Data excerpts:
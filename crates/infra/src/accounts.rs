//! Login account storage.
//!
//! Accounts are looked up by email before any owner is known, so they live
//! outside the owner-scoped [`crate::repository::Repository`].

use std::collections::HashMap;
use std::sync::{Arc, RwLock};

use async_trait::async_trait;
use sqlx::{PgPool, Row};
use tracing::instrument;

use salonbook_auth::Account;
use salonbook_core::UserId;

use crate::repository::RepositoryError;
use crate::repository::postgres::map_sqlx_error;

#[async_trait]
pub trait AccountStore: Send + Sync {
    async fn find_by_email(&self, email: &str) -> Result<Option<Account>, RepositoryError>;
    async fn get(&self, id: UserId) -> Result<Option<Account>, RepositoryError>;
    /// Fails with `Conflict` when the email is taken.
    async fn insert(&self, account: Account) -> Result<Account, RepositoryError>;
}

#[derive(Debug, Default)]
pub struct InMemoryAccountStore {
    inner: RwLock<HashMap<UserId, Account>>,
}

impl InMemoryAccountStore {
    pub fn new() -> Self {
        Self::default()
    }
}

fn poisoned() -> RepositoryError {
    RepositoryError::Database("account store lock poisoned".to_string())
}

#[async_trait]
impl AccountStore for InMemoryAccountStore {
    async fn find_by_email(&self, email: &str) -> Result<Option<Account>, RepositoryError> {
        let map = self.inner.read().map_err(|_| poisoned())?;
        Ok(map.values().find(|a| a.email == email).cloned())
    }

    async fn get(&self, id: UserId) -> Result<Option<Account>, RepositoryError> {
        let map = self.inner.read().map_err(|_| poisoned())?;
        Ok(map.get(&id).cloned())
    }

    async fn insert(&self, account: Account) -> Result<Account, RepositoryError> {
        let mut map = self.inner.write().map_err(|_| poisoned())?;
        if map.values().any(|a| a.email == account.email) {
            return Err(RepositoryError::Conflict(format!("email {} is already registered", account.email)));
        }
        map.insert(account.id, account.clone());
        Ok(account)
    }
}

pub struct PgAccountStore {
    pool: Arc<PgPool>,
}

impl PgAccountStore {
    pub fn new(pool: Arc<PgPool>) -> Self {
        Self { pool }
    }
}

fn decode(row: &sqlx::postgres::PgRow) -> Result<Account, RepositoryError> {
    let data: serde_json::Value = row
        .try_get("data")
        .map_err(|e| RepositoryError::Serialization(e.to_string()))?;
    serde_json::from_value(data).map_err(|e| RepositoryError::Serialization(format!("accounts: {e}")))
}

#[async_trait]
impl AccountStore for PgAccountStore {
    #[instrument(skip(self, email), err)]
    async fn find_by_email(&self, email: &str) -> Result<Option<Account>, RepositoryError> {
        let row = sqlx::query("SELECT data FROM accounts WHERE email = $1")
            .bind(email)
            .fetch_optional(&*self.pool)
            .await
            .map_err(|e| map_sqlx_error("find_account_by_email", e))?;
        row.as_ref().map(decode).transpose()
    }

    #[instrument(skip(self), fields(account_id = %id), err)]
    async fn get(&self, id: UserId) -> Result<Option<Account>, RepositoryError> {
        let row = sqlx::query("SELECT data FROM accounts WHERE id = $1")
            .bind(*id.as_uuid())
            .fetch_optional(&*self.pool)
            .await
            .map_err(|e| map_sqlx_error("get_account", e))?;
        row.as_ref().map(decode).transpose()
    }

    #[instrument(skip(self, account), fields(account_id = %account.id, owner_id = %account.owner_id), err)]
    async fn insert(&self, account: Account) -> Result<Account, RepositoryError> {
        let data = serde_json::to_value(&account).map_err(|e| RepositoryError::Serialization(e.to_string()))?;
        sqlx::query(
            r#"
            INSERT INTO accounts (id, owner_id, email, data, created_at)
            VALUES ($1, $2, $3, $4, $5)
            "#,
        )
        .bind(*account.id.as_uuid())
        .bind(*account.owner_id.as_uuid())
        .bind(&account.email)
        .bind(data)
        .bind(account.created_at)
        .execute(&*self.pool)
        .await
        .map_err(|e| match map_sqlx_error("insert_account", e) {
            RepositoryError::Conflict(_) => {
                RepositoryError::Conflict(format!("email {} is already registered", account.email))
            }
            other => other,
        })?;
        Ok(account)
    }
}
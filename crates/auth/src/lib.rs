//! `salonbook-auth`: authentication and authorization boundary.
//!
//! This crate is intentionally decoupled from HTTP and storage: it knows how to
//! mint and verify session tokens, hash passwords, and decide whether a
//! principal holds a permission. Nothing here performs IO.

pub mod account;
pub mod authorize;
pub mod claims;
pub mod jwt;
pub mod password;
pub mod permissions;
pub mod principal;
pub mod roles;

pub use account::{Account, AccountStatus, NewAccount, normalize_email};
pub use authorize::{authorize, permissions_for_roles, AuthzError, Principal};
pub use claims::{JwtClaims, TokenValidationError, validate_claims};
pub use jwt::{Hs256JwtValidator, JwtValidator, TokenError};
pub use password::{hash_password, verify_missing_account, verify_password, PasswordError};
pub use permissions::Permission;
pub use principal::{OwnerMembership, PrincipalId};
pub use roles::Role;
//! Payroll run: one record per staff member for a period, plus a finance
//! expense for each non-zero payout. A member is paid at most once for any
//! day, and the whole run is one unit of work.

use chrono::{DateTime, NaiveDate, Utc};
use serde::Deserialize;

use salonbook_appointments::Appointment;
use salonbook_core::{DomainError, Money, OwnerId, RecordId};
use salonbook_finance::{FinanceTransaction, TransactionDraft, TransactionKind};
use salonbook_staff::{PayrollInput, PayrollPeriod, PayrollRecord, StaffMember};

use super::WorkflowResult;
use crate::repository::{ListQuery, Repository, RepositoryError};
use crate::stores::Stores;

pub const TOUCHES: &[&str] = &["payroll", "finance_transactions"];

pub const PAYROLL_CATEGORY: &str = "payroll";

#[derive(Debug, Clone, Deserialize)]
pub struct PayrollRunRequest {
    pub period_start: NaiveDate,
    pub period_end: NaiveDate,
    /// Only this member; all active staff when omitted.
    pub staff_id: Option<RecordId>,
    #[serde(default)]
    pub allowances: Money,
    #[serde(default)]
    pub deductions: Money,
}

fn period_bounds(period: PayrollPeriod) -> (Option<DateTime<Utc>>, Option<DateTime<Utc>>) {
    let from = period.start.and_hms_opt(0, 0, 0).map(|d| d.and_utc());
    let to = period.end.and_hms_opt(23, 59, 59).map(|d| d.and_utc());
    (from, to)
}

/// Sum of totals of `staff`'s appointments completed within `period`.
async fn commission_base(
    stores: &Stores,
    owner: OwnerId,
    staff: &StaffMember,
    period: PayrollPeriod,
) -> WorkflowResult<Money> {
    let completed: Vec<Appointment> = stores
        .appointments
        .list_all(
            owner,
            &ListQuery::new()
                .filter("staff_id", staff.id.to_string())
                .filter("status", "completed"),
        )
        .await?;
    let in_period = completed
        .iter()
        .filter(|a| a.completed_at.is_some_and(|t| period.contains(t.date_naive())))
        .map(|a| a.total);
    Ok(Money::sum(in_period)?)
}

#[tracing::instrument(skip(stores, request), fields(owner_id = %owner), err)]
pub async fn run_payroll(
    stores: &Stores,
    owner: OwnerId,
    request: PayrollRunRequest,
    at: DateTime<Utc>,
) -> WorkflowResult<Vec<PayrollRecord>> {
    let period = PayrollPeriod::new(request.period_start, request.period_end)?;
    let tx = stores.begin().await?;
    let stores = tx.stores();

    let members = match request.staff_id {
        Some(id) => vec![stores.staff.require(owner, id).await?],
        None => {
            stores
                .staff
                .list_all(owner, &ListQuery::new().filter("active", "true"))
                .await?
        }
    };
    if members.is_empty() {
        return Err(DomainError::validation("no active staff to pay").into());
    }

    let (from, to) = period_bounds(period);
    let mut computed = Vec::with_capacity(members.len());
    for member in &members {
        let paid = stores
            .payroll
            .list_all(owner, &ListQuery::new().filter("staff_id", member.id.to_string()))
            .await?;
        if let Some(prior) = paid.iter().find(|p| p.period().overlaps(&period)) {
            return Err(RepositoryError::Conflict(format!(
                "{} is already paid from {} to {}",
                member.name, prior.period_start, prior.period_end
            ))
            .into());
        }

        let attendance = stores
            .attendance
            .list_all(
                owner,
                &ListQuery::new()
                    .filter("staff_id", member.id.to_string())
                    .between(from, to),
            )
            .await?;
        let input = PayrollInput {
            commission_base: commission_base(stores, owner, member, period).await?,
            allowances: request.allowances,
            deductions: request.deductions,
        };
        computed.push(PayrollRecord::compute(member, period, &attendance, input, at)?);
    }

    let mut saved = Vec::with_capacity(computed.len());
    for record in computed {
        let record = stores.payroll.insert(record).await?;
        if !record.net_pay.is_zero() {
            let expense = FinanceTransaction::create(
                owner,
                TransactionDraft {
                    kind: TransactionKind::Expense,
                    category: PAYROLL_CATEGORY.to_string(),
                    amount: record.net_pay,
                    occurred_on: record.period_end,
                    description: Some(format!(
                        "Payroll {} {}..{}",
                        record.staff_name, record.period_start, record.period_end
                    )),
                    reference: Some(record.id.to_string()),
                },
                at,
            )?;
            stores.finance.insert(expense).await?;
        }
        saved.push(record);
    }

    tx.commit().await?;

    tracing::info!(records = saved.len(), "payroll run complete");
    Ok(saved)
}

**Task instructions:** All that belongs in the answer is the lines from the start of the entries above through the line containing "use crate::repository::RepositoryError;", each given exactly.

**Final answer:**
filename crates/infra/src/accounts.rs
//! Login account storage.
//!
//! Accounts are looked up by email before any owner is known, so they live
//! outside the owner-scoped [`crate::repository::Repository`].

use std::collections::HashMap;
use std::sync::{Arc, RwLock};

use async_trait::async_trait;
use sqlx::{PgPool, Row};
use tracing::instrument;

use salonbook_auth::Account;
use salonbook_core::UserId;

use crate::repository::RepositoryError;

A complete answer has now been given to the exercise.